图4 AC005154.6对前列腺癌细胞PC-3迁移的影响Figure 4 Effect of AC005154.6 on migration of prostate cancer cells PC-3

2.6 上调AC005154.6对PC-3细胞中TNFAIP3 mRNA表达的影响

对照组和实验组PC-3细胞中TNFAIP3 mRNA相对表达量分别为1.00±0.04和4.70±0.28(t=13.10,P<0.01)。与对照组比较,AC005154.6可促进PC-3细胞中TNFAIP3 mRNA的表达。

2.7 上调AC005154.6对TNFAIP3蛋白及NF-κB信号通路蛋白表达的影响

Western blot结果显示,与对照组比较,上调AC005154.6后,PC-3细胞中TNFAIP3蛋白表达显著增加,NF-κB信号通路蛋白如c-myc、u-PA、Eph-rin-A1、VEGF蛋白的表达显著下降,NF-κB信号通路转导被抑制(见图5)。

图5 Western blot检测AC005154.6对TNFAIP3及NF-κB信号通路蛋白表达的影响Figure 5 Effect of AC005154.6 on the TNFAIP3 protein and NF-κB signaling pathway protein expression by Western blot

3 讨论

长链非编码RNA(long-chain non-coding RNA,lncRNA)由于不能编码蛋白质,过去被认为是基因组转录的“噪音”[7]。近年来的研究发现,lncRNA可在转录水平、转录后水平调控基因的表达,广泛参与肿瘤的发生发展,lncRNA的异常表达可用来判断肿瘤的发展阶段、恶性程度等[8]。lncRNA已成为前列腺癌防治研究的重点。lncRNA可发挥抑癌基因或致癌基因,一些lncRNA如ANRIL、NEAT1等在前列腺癌中表达增加,可促进前列腺癌细胞的增殖和转移,其高表达提示患者预后差[9,10]。一些lncRNA如MEG3等在前列腺癌中表达降低,与前列腺癌患者的不良预后显著相关[11]。AC005154.6是一种新发现的lncRNA,其在前列腺癌中的表达情况和分子作用机制尚不明确。

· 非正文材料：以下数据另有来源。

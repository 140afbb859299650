//! The console session: commands in, grid events settled against the store.

use log::{debug, info, warn};
use tokio::io::{AsyncBufReadExt, BufReader};

use datagrid::{
    CellKey, CellValue, CommitResolution, DataGrid, GridError, GridEvent, GridRow, PageRequest,
    PageState, Record, settle_commit,
};

use crate::command::{Command, HELP};
use crate::dataset::Dataset;
use crate::error::ConsoleError;
use crate::render::render;
use crate::store::RecordStore;

/// Result of one command.
#[derive(Debug, Default)]
pub struct Reply {
    pub lines: Vec<String>,
    pub quit: bool,
}

impl Reply {
    fn line(mut self, line: impl Into<String>) -> Self {
        self.lines.push(line.into());
        self
    }
}

pub struct App {
    grid: DataGrid<Record>,
    store: RecordStore,
    paginated: bool,
}

impl App {
    pub fn new(dataset: Dataset) -> Result<Self, ConsoleError> {
        let paginated = dataset.options.use_pagination;
        let page_size = dataset.page_size.max(1);
        let store = RecordStore::new(dataset.rows);
        let grid = DataGrid::new(dataset.columns, dataset.options).map_err(GridError::from)?;

        let app = Self {
            grid,
            store,
            paginated,
        };
        if paginated {
            app.load_page(PageRequest {
                page_index: 0,
                page_size,
            });
        } else {
            app.grid.set_data(app.store.all());
        }
        info!("console session started with {} records", app.store.len());
        Ok(app)
    }

    #[cfg(test)]
    pub fn grid(&self) -> &DataGrid<Record> {
        &self.grid
    }

    #[cfg(test)]
    pub fn store(&self) -> &RecordStore {
        &self.store
    }

    fn load_page(&self, request: PageRequest) {
        let rows = self.store.page(request.page_index, request.page_size);
        debug!(
            "loaded page {} ({} rows)",
            request.page_index,
            rows.len()
        );
        self.grid.set_page_state(PageState::new(
            request.page_index,
            request.page_size,
            self.store.len(),
        ));
        self.grid.set_data(rows);
        self.grid.reconcile_selection();
    }

    /// Apply one command, then settle every event it produced.
    pub async fn execute(&self, command: Command) -> Result<Reply, ConsoleError> {
        debug!("command: {:?}", command);
        let mut reply = Reply::default();

        match command {
            Command::Show => reply = reply.line(render(&self.grid.view())),
            Command::Edit { row, column } => {
                if !self.grid.begin_edit(row, &column) {
                    reply = reply.line(format!("cannot edit row {} column {}", row + 1, column));
                }
            }
            Command::Type(text) => {
                let target = self
                    .grid
                    .edit_target()
                    .ok_or_else(|| ConsoleError::usage("no cell is being edited"))?;
                let current = self
                    .grid
                    .row(target.row_index)
                    .map(|row| row.cell(&target.column_id))
                    .unwrap_or_default();
                self.grid.update_buffer(CellValue::parse_input(&text, &current));
            }
            Command::Enter => reply = self.key(reply, CellKey::Enter).await,
            Command::Tab => reply = self.key(reply, CellKey::Tab).await,
            Command::BackTab => reply = self.key(reply, CellKey::BackTab).await,
            Command::Escape => {
                self.grid.handle_key(CellKey::Escape).map_err(GridError::from)?;
            }
            Command::Toggle(key) => {
                if self.grid.toggle_row_selection(&key).is_empty() {
                    reply = reply.line(format!("no row {} on this page", key));
                }
            }
            Command::ToggleAll => {
                self.grid.toggle_all();
            }
            Command::Page(index) => reply = self.page(reply, self.grid.request_page_change(index)),
            Command::Next => reply = self.page(reply, self.grid.next_page()),
            Command::Prev => reply = self.page(reply, self.grid.previous_page()),
            Command::First => reply = self.page(reply, self.grid.first_page()),
            Command::Last => reply = self.page(reply, self.grid.last_page()),
            Command::PageSize(size) => reply = self.page(reply, self.grid.set_page_size(size)),
            Command::Hide(column) => {
                if !self.grid.set_column_visibility(&column, false) {
                    reply = reply.line(format!("column {} is hidden or unknown", column));
                }
            }
            Command::Unhide(column) => {
                if !self.grid.set_column_visibility(&column, true) {
                    reply = reply.line(format!("column {} is visible or unknown", column));
                }
            }
            Command::Resize { column, width } => match self.grid.set_column_width(&column, width) {
                Some(applied) => reply = reply.line(format!("{} is now {}px", column, applied)),
                None => reply = reply.line(format!("column {} is hidden or unknown", column)),
            },
            Command::Columns(query) => {
                for entry in self.grid.column_menu(&query) {
                    reply = reply.line(format!(
                        "[{}] {} ({})",
                        if entry.visible { "x" } else { " " },
                        entry.header,
                        entry.id
                    ));
                }
            }
            Command::Variables => {
                for (name, value) in self.grid.size_variables() {
                    reply = reply.line(format!("{}: {}", name, value));
                }
            }
            Command::Help => reply = reply.line(HELP),
            Command::Quit => {
                reply.quit = true;
                return Ok(reply);
            }
        }

        for line in self.settle_events().await {
            reply = reply.line(line);
        }
        Ok(reply)
    }

    /// Events queued by a failed key are reported before the error.
    async fn key(&self, mut reply: Reply, key: CellKey) -> Reply {
        if self.grid.edit_target().is_none() {
            return reply.line("no cell is being edited");
        }
        let result = self.grid.handle_key(key);
        for line in self.settle_events().await {
            reply = reply.line(line);
        }
        if let Err(e) = result {
            reply = reply.line(format!("error: {}", GridError::from(e)));
        }
        reply
    }

    fn page(&self, reply: Reply, request: Option<PageRequest>) -> Reply {
        match request {
            Some(_) if !self.paginated => reply.line("pagination is disabled"),
            Some(_) => reply,
            None => reply.line("already on that page"),
        }
    }

    /// Drain and act on grid events until the queue stays empty.
    async fn settle_events(&self) -> Vec<String> {
        let mut lines = Vec::new();
        loop {
            let events = self.grid.drain_events();
            if events.is_empty() {
                return lines;
            }
            for event in events {
                match event {
                    GridEvent::SelectionToggled { key, selected } => {
                        debug!("selection {} -> {}", key, selected);
                        lines.push(format!(
                            "{} row {}",
                            if selected { "selected" } else { "deselected" },
                            key
                        ));
                    }
                    GridEvent::PageChange(request) => {
                        if self.paginated {
                            self.load_page(request);
                        }
                    }
                    GridEvent::CellCommit(commit) => {
                        lines.push(format!(
                            "saving {} on record {} {}",
                            commit.column_id, commit.row_id, commit.ticket
                        ));
                        match settle_commit(&self.grid, commit, &self.store).await {
                            CommitResolution::Confirmed => lines.push("saved".into()),
                            // The rollback event that follows carries the reason.
                            CommitResolution::RolledBack { .. } => {}
                            CommitResolution::Unknown => {
                                warn!("commit resolution not recognised by the grid");
                            }
                        }
                    }
                    GridEvent::CommitRolledBack {
                        row_id,
                        column_id,
                        message,
                        restored,
                        ..
                    } => {
                        warn!("commit rejected for {} on {}: {}", column_id, row_id, message);
                        lines.push(if restored {
                            format!("rejected: {} (value restored)", message)
                        } else {
                            format!("rejected: {} (row changed since, kept as shown)", message)
                        });
                    }
                    GridEvent::MissingRowIdentifier { row_index, column_id } => {
                        warn!("row {} has no identifier, edit of {} dropped", row_index, column_id);
                        lines.push(format!("row {} has no id and cannot be saved", row_index + 1));
                    }
                }
            }
        }
    }

    /// Read commands from stdin until `quit` or end of input.
    pub async fn run(&self) -> Result<(), ConsoleError> {
        let mut lines = BufReader::new(tokio::io::stdin()).lines();
        println!("{}", render(&self.grid.view()));
        self.grid.take_dirty();

        while let Some(line) = lines.next_line().await? {
            let command = match Command::parse(&line) {
                Ok(Some(command)) => command,
                Ok(None) => continue,
                Err(e) => {
                    println!("{}", e);
                    continue;
                }
            };
            let show = command == Command::Show;
            match self.execute(command).await {
                Ok(reply) => {
                    for line in &reply.lines {
                        println!("{}", line);
                    }
                    if reply.quit {
                        break;
                    }
                }
                Err(e) => println!("error: {}", e),
            }
            if self.grid.take_dirty() && !show {
                println!("{}", render(&self.grid.view()));
            }
        }
        info!("console session ended");
        Ok(())
    }
}

#[cfg(test)]
mod tests {
    use super::*;
    use datagrid::{ColumnDef, EditState, GridOptions};

    fn dataset(paginated: bool) -> Dataset {
        Dataset {
            options: GridOptions::default()
                .with_editable(true)
                .with_pagination(paginated),
            page_size: 2,
            columns: vec![ColumnDef::new("code", "Code"), ColumnDef::new("qty", "Qty")],
            rows: (1..=5)
                .map(|i| {
                    Record::new()
                        .set("id", i as i64)
                        .set("code", format!("X{}", i))
                        .set("qty", i as i64)
                })
                .collect(),
        }
    }

    async fn run(app: &App, line: &str) -> Reply {
        let command = Command::parse(line).unwrap().unwrap();
        app.execute(command).await.unwrap()
    }

    #[tokio::test]
    async fn test_edit_saves_to_store() {
        let app = App::new(dataset(true)).unwrap();
        run(&app, "edit 1 qty").await;
        run(&app, "type 40").await;
        let reply = run(&app, "enter").await;

        assert_eq!(reply.lines.last().map(String::as_str), Some("saved"));
        assert_eq!(app.store().get("1").unwrap().cell("qty"), CellValue::Int(40));
        assert_eq!(app.grid().edit_state(), EditState::Idle);
    }

    #[tokio::test]
    async fn test_blank_value_rolls_back() {
        let app = App::new(dataset(true)).unwrap();
        run(&app, "edit 2 code").await;
        run(&app, "type").await;
        let reply = run(&app, "enter").await;

        assert!(reply.lines.iter().any(|l| l.starts_with("rejected: code must not be empty")));
        assert_eq!(app.grid().row(1).unwrap().cell("code"), CellValue::from("X2"));
        assert_eq!(app.store().get("2").unwrap().cell("code"), CellValue::from("X2"));
    }

    #[tokio::test]
    async fn test_tab_saves_and_moves() {
        let app = App::new(dataset(true)).unwrap();
        run(&app, "edit 1 code").await;
        run(&app, "type Z1").await;
        run(&app, "tab").await;

        assert_eq!(app.store().get("1").unwrap().cell("code"), CellValue::from("Z1"));
        assert_eq!(app.grid().edit_target().map(|t| t.column_id), Some("qty".to_string()));
    }

    #[tokio::test]
    async fn test_paging_reloads_rows_and_prunes_selection() {
        let app = App::new(dataset(true)).unwrap();
        assert_eq!(app.grid().len(), 2);
        run(&app, "toggle 1").await;

        run(&app, "last").await;
        assert_eq!(app.grid().page_state().page_index, 2);
        assert_eq!(app.grid().len(), 1);
        assert_eq!(app.grid().row(0).unwrap().row_id().as_deref(), Some("5"));
        assert!(app.grid().selected_rows().is_empty());

        let reply = run(&app, "next").await;
        assert_eq!(reply.lines, vec!["already on that page".to_string()]);
    }

    #[tokio::test]
    async fn test_failed_enter_reports_missing_id_at_once() {
        let mut dataset = dataset(true);
        dataset.rows[0] = Record::new().set("code", "X0").set("qty", 0);
        let app = App::new(dataset).unwrap();

        run(&app, "edit 1 code").await;
        run(&app, "type Y").await;
        let reply = run(&app, "enter").await;

        assert_eq!(
            reply.lines,
            vec![
                "row 1 has no id and cannot be saved".to_string(),
                "error: row 0 has no identifier; edit discarded".to_string(),
            ]
        );
        let next = run(&app, "columns code").await;
        assert_eq!(next.lines, vec!["[x] Code (code)".to_string()]);
    }

    #[tokio::test]
    async fn test_unpaginated_shows_everything() {
        let app = App::new(dataset(false)).unwrap();
        assert_eq!(app.grid().len(), 5);
    }

    #[tokio::test]
    async fn test_type_without_edit_is_usage_error() {
        let app = App::new(dataset(true)).unwrap();
        let err = app.execute(Command::Type("x".into())).await.unwrap_err();
        assert!(matches!(err, ConsoleError::Usage(_)));
        assert!(run(&app, "quit").await.quit);
    }
}
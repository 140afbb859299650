//! Console command parsing.

use crate::error::ConsoleError;

pub const HELP: &str = "\
commands:
  show                     redraw the grid
  edit <row> <column>      start editing a cell (row is 1-based on the page)
  type <value>             replace the edit buffer
  enter | tab | backtab    submit the buffer (tab keys move to the next cell)
  esc                      cancel the edit
  toggle <key>             toggle selection of a row key
  all                      toggle every row on the page
  page <n> | next | prev   change page (n is 1-based)
  first | last             jump to the first or last page
  size <n>                 set the page size
  hide <col> | unhide <col>
  resize <col> <px>        set a column width
  columns [query]          list columns matching query
  vars                     print column size variables
  help | quit";

#[derive(Debug, Clone, PartialEq, Eq)]
pub enum Command {
    Show,
    Edit { row: usize, column: String },
    Type(String),
    Enter,
    Tab,
    BackTab,
    Escape,
    Toggle(String),
    ToggleAll,
    Page(usize),
    Next,
    Prev,
    First,
    Last,
    PageSize(usize),
    Hide(String),
    Unhide(String),
    Resize { column: String, width: u32 },
    Columns(String),
    Variables,
    Help,
    Quit,
}

fn number<T: std::str::FromStr>(arg: Option<&str>, what: &str) -> Result<T, ConsoleError> {
    arg.and_then(|s| s.parse().ok())
        .ok_or_else(|| ConsoleError::usage(format!("expected {}", what)))
}

fn word(arg: Option<&str>, what: &str) -> Result<String, ConsoleError> {
    arg.map(str::to_string)
        .ok_or_else(|| ConsoleError::usage(format!("expected {}", what)))
}

impl Command {
    /// Parse one input line. Blank lines yield `None`.
    pub fn parse(line: &str) -> Result<Option<Self>, ConsoleError> {
        let line = line.trim();
        let (name, rest) = match line.split_once(char::is_whitespace) {
            Some((name, rest)) => (name, rest.trim()),
            None => (line, ""),
        };
        let mut args = rest.split_whitespace();

        let command = match name {
            "" => return Ok(None),
            "show" | "s" => Self::Show,
            "edit" | "e" => {
                let row: usize = number(args.next(), "row number")?;
                if row == 0 {
                    return Err(ConsoleError::usage("rows are numbered from 1"));
                }
                Self::Edit {
                    row: row - 1,
                    column: word(args.next(), "column id")?,
                }
            }
            // Keeps inner whitespace so multi-word values survive.
            "type" | "t" => Self::Type(rest.to_string()),
            "enter" => Self::Enter,
            "tab" => Self::Tab,
            "backtab" => Self::BackTab,
            "esc" | "escape" => Self::Escape,
            "toggle" => Self::Toggle(word(args.next(), "row key")?),
            "all" => Self::ToggleAll,
            "page" | "p" => {
                let page: usize = number(args.next(), "page number")?;
                Self::Page(page.saturating_sub(1))
            }
            "next" | "n" => Self::Next,
            "prev" => Self::Prev,
            "first" => Self::First,
            "last" => Self::Last,
            "size" => Self::PageSize(number(args.next(), "page size")?),
            "hide" => Self::Hide(word(args.next(), "column id")?),
            "unhide" => Self::Unhide(word(args.next(), "column id")?),
            "resize" => Self::Resize {
                column: word(args.next(), "column id")?,
                width: number(args.next(), "width in px")?,
            },
            "columns" => Self::Columns(rest.to_string()),
            "vars" => Self::Variables,
            "help" | "?" => Self::Help,
            "quit" | "q" | "exit" => Self::Quit,
            other => return Err(ConsoleError::usage(format!("unknown command: {}", other))),
        };
        Ok(Some(command))
    }
}

#[cfg(test)]
mod tests {
    use super::*;

    #[test]
    fn test_parse_edit_is_zero_based() {
        assert_eq!(
            Command::parse("edit 2 code").unwrap(),
            Some(Command::Edit { row: 1, column: "code".into() })
        );
        assert!(Command::parse("edit 0 code").is_err());
        assert!(Command::parse("edit x code").is_err());
    }

    #[test]
    fn test_type_keeps_spaces() {
        assert_eq!(
            Command::parse("type  Blue  widget ").unwrap(),
            Some(Command::Type("Blue  widget".into()))
        );
        assert_eq!(Command::parse("type").unwrap(), Some(Command::Type(String::new())));
    }

    #[test]
    fn test_misc() {
        assert_eq!(Command::parse("   ").unwrap(), None);
        assert_eq!(Command::parse("page 3").unwrap(), Some(Command::Page(2)));
        assert_eq!(
            Command::parse("resize qty 180").unwrap(),
            Some(Command::Resize { column: "qty".into(), width: 180 })
        );
        assert_eq!(Command::parse("columns").unwrap(), Some(Command::Columns(String::new())));
        assert!(matches!(Command::parse("fly"), Err(ConsoleError::Usage(_))));
    }
}
//! Interactive data grid engine.
//!
//! The engine behind list pages: paginated row data, column sizing,
//! row selection with an optional single-select policy, and single-cell
//! editing with optimistic updates and rollback. It holds no rendering code;
//! [`DataGrid::view`] produces a plain snapshot and every mutation the hosting
//! page must perform is queued as a [`GridEvent`].

pub mod column;
pub mod commit;
pub mod config;
pub mod edit;
pub mod error;
pub mod event;
pub mod grid;
pub mod pagination;
pub mod row;
pub mod selection;
pub mod sizing;
pub mod view;

pub use column::{Alignment, ColumnDef, ColumnGroup, ColumnMenuEntry, ColumnModel, LeafColumn, Pin};
pub use commit::{CellCommitter, settle_commit};
pub use config::{DefaultColumn, GridOptions, NON_EDITABLE_COLUMNS, SelectionKey};
pub use edit::{
    CellEditController, CellKey, CommitResolution, Direction, EditState, EditTarget,
    SubmitOutcome,
};
pub use error::{ColumnError, CommitRejected, EditError, GridError};
pub use event::{CellCommit, CommitTicket, GridEvent};
pub use grid::DataGrid;
pub use pagination::{PageRequest, PageState, Paginator};
pub use row::{CellValue, GridRow, Record};
pub use selection::{SelectionChange, SelectionSet};
pub use sizing::{ColumnSizes, ColumnSizing, SizingTable};
pub use view::GridView;
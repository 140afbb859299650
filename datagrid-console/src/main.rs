mod app;
mod command;
mod dataset;
mod error;
mod paths;
mod render;
mod store;

use std::fs::File;

use simplelog::{Config, LevelFilter, WriteLogger};

use crate::app::App;
use crate::dataset::Dataset;
use crate::error::ConsoleError;

const LOG_LEVEL_VAR: &str = "DATAGRID_LOG";

fn log_level() -> LevelFilter {
    std::env::var(LOG_LEVEL_VAR)
        .ok()
        .and_then(|level| level.parse().ok())
        .unwrap_or(LevelFilter::Debug)
}

fn init_logging() {
    paths::rotate_logs();
    let Some(path) = paths::log_file() else {
        return;
    };
    if let Some(dir) = path.parent() {
        let _ = std::fs::create_dir_all(dir);
    }
    // Logging is best effort; the console works without it.
    if let Ok(file) = File::create(&path) {
        let _ = WriteLogger::init(log_level(), Config::default(), file);
    }
}

async fn run() -> Result<(), ConsoleError> {
    let path = std::env::args()
        .nth(1)
        .ok_or_else(|| ConsoleError::usage("usage: datagrid-console <dataset.json>"))?;
    let dataset = Dataset::load(&path).await?;
    log::info!("loaded dataset {}", path);
    App::new(dataset)?.run().await
}

#[tokio::main]
async fn main() {
    init_logging();

    if let Err(e) = run().await {
        log::error!("{}", e);
        eprintln!("Error: {}", e);
        std::process::exit(1);
    }
}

本研究结果表明,AC005154.6在前列腺癌组织和细胞系中表达下调,提示AC005154.6很可能对前列腺癌的发生发展起着重要作用。通过慢病毒介导上调PC-3细胞中AC005154.6的表达,前列腺癌细胞的增殖和迁移能力明显被抑制。肿瘤坏死因子α诱导蛋白3(TNFAIP3)基因位于染色体6q23.3[12]。TNFAIP3具有抑癌基因活性,近年来被证实参与抑制肿瘤细胞的增殖、迁移、侵袭等恶性生物学行为[13-15]。本研究结果表明,上调AC005154.6后,PC-3细胞中TNFAIP3表达显著增加,表明AC005154.6可促进TNFAIP3蛋白的表达。有研究表明,TNFAIP3主要通过负调控NF-κB信号通路的转导,抑制肿瘤细胞的生长和转移[16]。Western blot结果表明,TNFAIP3表达上调后,NF-κB信号通路蛋白如c-myc、u-PA、Ephrin-A1、VEGF蛋白的表达显著降低,表明NF-κB信号通路转导被抑制,提示PC-3细胞的增殖和迁移能力可能降低。AC005154.6如何促进TNFAIP3基因并不清楚。有研究表明,lncRNA在细胞中存在如SChLAP1与miR-198之间的“竞争性结合RNA”调控作用,而miRNA具有抑制靶基因表达作用,lncRNA可通过影响miRNA的活性间接调控靶基因的表达[17,18]。AC005154.6和TNFAIP3之间是否存在一个miRNA参与调控,是我们下一步研究的方向。

总之,本研究首次发现lncRNA AC005154.6在前列腺癌组织和细胞系中表达下调,上调AC005154.6可通过促进TNFAIP3基因的表达,抑制前列腺癌细胞的增殖和迁移能力,AC005154.6为前列腺癌新型肿瘤标志物和治疗靶点的发现提供了一定可能。